Ночью с 8 на 9 января я внезапно проснулась от сильной тревоги за Дьюме. Наутро я связалась по радио с ветеринаром и вот что услышала: «Ночью Дьюме умер. До 6-го все было хорошо, оба перелома почти срослись. Вечером его тошнило, но я дал ему лекарства, и он снова стал есть. Сегодня утром я нашел его мертвым. Вскрытие показало, что он умер от инфекционного кошачьего энтерита, хотя я ввел ему 4 кубика вакцины Хехста». Сдерживая слезы, я спросила: «Значит, Дьюме погиб от болезни, которой заразился в Найроби?» Доктор ответил: «Да». Я знала, каким молодцом был наш маленький Дьюме, и поняла, что он так легко поддался болезни только потому, что тоска понизила его сопротивляемость и ему не хотелось больше жить. Мне было невыносимо трудно показаться его семье. Они ждали еду, оставаясь все еще возле того места, где мы забрали Дьюме. Когда они наелись, я села рядом с Пиппой. Казалось, она поняла мое горе и догадалась, что произошло, потому что не мурлыкала и не лизала мне руки, как в тот раз, когда я рассказывала ей о выздоровлении Дьюме.
Слишком расстроенная, чтобы заниматься повседневными делами, я решила поехать в лагерь Эльсы и постараться воспоминанием о ней развеять свое горе. Меня преследовала мысль, что я должна была поехать в Найроби, чтобы маленький Дьюме воспрянул духом, увидев рядом знакомое лицо.
Многие люди считают, что животные ничего не чувствуют, когда умирает кто-то из них, разве что иногда немного скучают. Но я видела, как вели себя дети Эльсы после ее смерти, я видела и то, как Пиппа с дочерьми искала и звала Дьюме, и теперь убеждена, что они способны на гораздо более глубокие чувства. Моя уверенность в этом только возросла, когда на следующее утро мы обнаружили гепардов далеко за пределами той территории, где бывал Дьюме. Можно ли считать это простым совпадением или они ушли, как только Пиппа поняла по моему поведению, что Дьюме никогда уже не вернется?

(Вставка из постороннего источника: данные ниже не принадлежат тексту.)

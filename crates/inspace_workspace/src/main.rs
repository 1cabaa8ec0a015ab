//! InSpace Workspace
//!
//! Headless host for the drag gizmo. Replays a TOML drag script through one
//! gizmo instance and prints the readout and preview transform after every
//! step.
//!
//! Run with: cargo run -p inspace_workspace -- demos/drag_x.toml [settings.toml]
//!
//! Settings are taken from the second argument, then `INSPACE_SETTINGS`, then
//! the user config directory. A missing file means defaults.

mod presenter;
mod script;

use std::path::PathBuf;
use std::process::ExitCode;

use inspace_gizmo::presentation::{PreviewShape, PreviewView};
use inspace_gizmo::{GizmoController, GizmoSettings};

use crate::presenter::{describe_widget, ConsolePresenter};
use crate::script::Script;

const SETTINGS_ENV: &str = "INSPACE_SETTINGS";

fn main() -> ExitCode {
    // Initialize logging
    env_logger::Builder::from_env(
        env_logger::Env::default().default_filter_or("info")
    ).init();

    let mut args = std::env::args().skip(1);
    let Some(script_path) = args.next().map(PathBuf::from) else {
        eprintln!("usage: inspace-workspace <script.toml> [settings.toml]");
        return ExitCode::from(2);
    };

    let settings = load_settings(args.next().map(PathBuf::from));
    match run(script_path, settings) {
        Ok(()) => ExitCode::SUCCESS,
        Err(e) => {
            log::error!("{}", e);
            ExitCode::FAILURE
        }
    }
}

/// Resolve and load settings, falling back to defaults on any error.
fn load_settings(arg: Option<PathBuf>) -> GizmoSettings {
    let path = match arg {
        Some(path) => Some(path),
        None => match std::env::var(SETTINGS_ENV) {
            Ok(path) if !path.is_empty() => {
                log::info!("Settings path from env: {}", path);
                Some(PathBuf::from(path))
            }
            _ => GizmoSettings::default_path()
                .map_err(|e| log::warn!("{}", e))
                .ok(),
        },
    };

    let Some(path) = path else {
        return GizmoSettings::default();
    };
    match GizmoSettings::load_or_default(&path) {
        Ok(settings) => settings,
        Err(e) => {
            log::warn!("Failed to load settings from {:?}: {}, using defaults", path, e);
            GizmoSettings::default()
        }
    }
}

fn run(script_path: PathBuf, settings: GizmoSettings) -> script::ScriptResult<()> {
    let script = Script::load(&script_path)?;
    log::info!("Replaying {} steps from {:?}", script.steps.len(), script_path);

    println!("widget: {}", describe_widget(&settings));

    let mut gizmo = GizmoController::new(script.initial_mode()?, settings);
    gizmo.subscribe_mode(|mode| log::info!("Mode changed to {} ({})", mode, mode.label()));
    gizmo.attach_presenter(ConsolePresenter::new(PreviewView::Perspective, PreviewShape::Cube));

    script.run(&mut gizmo, |i, step, gizmo| {
        let snapshot = gizmo.snapshot();
        println!(
            "{:>3} {:<8} {:<16} {}",
            i,
            step.name(),
            snapshot.readout,
            snapshot.preview_transform
        );
    })?;

    let pose = gizmo.pose();
    println!(
        "final position {:?} rotation {:?}",
        pose.position.to_array(),
        pose.rotation.to_array()
    );
    Ok(())
}
//! Pose of the manipulated object.

use inspace_math::Vec3;
use serde::{Deserialize, Serialize};

use crate::axis::Axis;

/// Position and rotation of the manipulated object.
///
/// Survives drags and mode switches; only drag output and an explicit reset
/// change it.
#[derive(Clone, Copy, Debug, Default, PartialEq, Serialize, Deserialize)]
pub struct Pose {
    /// Translation in display units, about [-50, 50] per axis when clamped
    pub position: Vec3,
    /// Rotation in degrees per axis
    pub rotation: Vec3,
}

impl Pose {
    pub const IDENTITY: Self = Self {
        position: Vec3::ZERO,
        rotation: Vec3::ZERO,
    };

    pub fn new(position: Vec3, rotation: Vec3) -> Self {
        Self { position, rotation }
    }

    pub fn position_on(&self, axis: Axis) -> f32 {
        self.position[axis.index()]
    }

    pub fn rotation_around(&self, axis: Axis) -> f32 {
        self.rotation[axis.index()]
    }

    pub fn set_position_on(&mut self, axis: Axis, value: f32) {
        self.position[axis.index()] = value;
    }

    pub fn set_rotation_around(&mut self, axis: Axis, degrees: f32) {
        self.rotation[axis.index()] = degrees;
    }

    pub fn rotate_around(&mut self, axis: Axis, delta_degrees: f32) {
        self.rotation[axis.index()] += delta_degrees;
    }

    pub fn reset(&mut self) {
        *self = Self::IDENTITY;
    }
}

#[cfg(test)]
mod tests {
    use super::*;

    #[test]
    fn test_axis_accessors_touch_one_component() {
        let mut pose = Pose::default();
        pose.set_position_on(Axis::Y, 12.5);
        pose.set_rotation_around(Axis::Z, 90.0);
        pose.rotate_around(Axis::Z, 400.0);

        assert_eq!(pose.position, Vec3::new(0.0, 12.5, 0.0));
        assert_eq!(pose.rotation_around(Axis::Z), 490.0);
        assert_eq!(pose.rotation_around(Axis::X), 0.0);
    }

    #[test]
    fn test_reset() {
        let mut pose = Pose::new(Vec3::splat(3.0), Vec3::splat(45.0));
        pose.reset();
        assert_eq!(pose, Pose::IDENTITY);
    }
}
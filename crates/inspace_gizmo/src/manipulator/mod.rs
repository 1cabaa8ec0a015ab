//! Axis/ring disambiguation.
//!
//! Each operating mode has a [`Manipulator`] that turns a pointer offset into
//! a drag target, a handle position and a pose update.

mod rotate;
mod translate;

pub use rotate::RotateManipulator;
pub use translate::TranslateManipulator;

use inspace_math::Vec2;

use crate::axis::{Axis, OperatingMode};
use crate::pose::Pose;
use crate::session::DragSession;
use crate::settings::GizmoSettings;

/// Per-frame inputs besides the pointer offset.
#[derive(Clone, Copy, Debug)]
pub struct DragContext<'a> {
    pub settings: &'a GizmoSettings,
    /// Lock modifier state reported with this pointer event
    pub modifier_active: bool,
}

/// Result of one drag frame.
#[derive(Clone, Copy, Debug, Default, PartialEq)]
pub struct DragOutput {
    /// Handle position relative to the widget center
    pub handle: Vec2,
    /// Normalized progress in [-1, 1] (beyond when unclamped)
    pub progress: f32,
    /// Axis or ring the frame acted on
    pub axis: Option<Axis>,
}

impl DragOutput {
    /// Handle at center, nothing targeted.
    pub const NEUTRAL: Self = Self {
        handle: Vec2::ZERO,
        progress: 0.0,
        axis: None,
    };
}

/// Strategy for one operating mode.
pub trait Manipulator {
    /// Mode this manipulator serves.
    fn mode(&self) -> OperatingMode;

    /// Called after the session has been marked active.
    fn begin_drag(&mut self, session: &DragSession, pose: &Pose);

    /// Process one pointer offset (relative to the widget center).
    fn drag(
        &mut self,
        rel: Vec2,
        ctx: &DragContext<'_>,
        session: &mut DragSession,
        pose: &mut Pose,
    ) -> DragOutput;

    /// Called before the session is cleared.
    fn end_drag(&mut self, session: &DragSession);
}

Когда мы подошли, гепарды лежали на термитнике. Вдруг появились три буйвола, и так близко, что нам стало не по себе. Но гепарды не обратили внимания на этих мощных животных — их гораздо больше интересовала кобра, которая, извиваясь, ползла у подножия термитника: вытянув шеи, они следили за страшной змеей. Эта кобра была длиннее всех, каких мне только приходилось видеть, и толщиной с мою руку. Я закричала, чтобы малыши не вздумали сунуться к ней, но, к счастью, змея быстро заползла в какую-то дыру. Земля вокруг этого термитника была изрыта трубкозубами, и змеи здесь явно водились во множестве, так что я стала волноваться за жизнь гепардов. Но им это место нравилось, и они часто там играли. В этот день малышей так и распирала энергия, и они носились вокруг термитника, вверх и вниз по его склонам, пикировали друг на друга с верхушки или скатывались кучей вниз к подножию. Наконец, набегавшись, они разлеглись на термитнике, и тут Уайти в первый раз взяла мою руку в пасть, а Мбили даже позволила погладить себя. Только Тату по-прежнему оставалась нелюдимой — она отползала, даже когда я на нее пристально смотрела.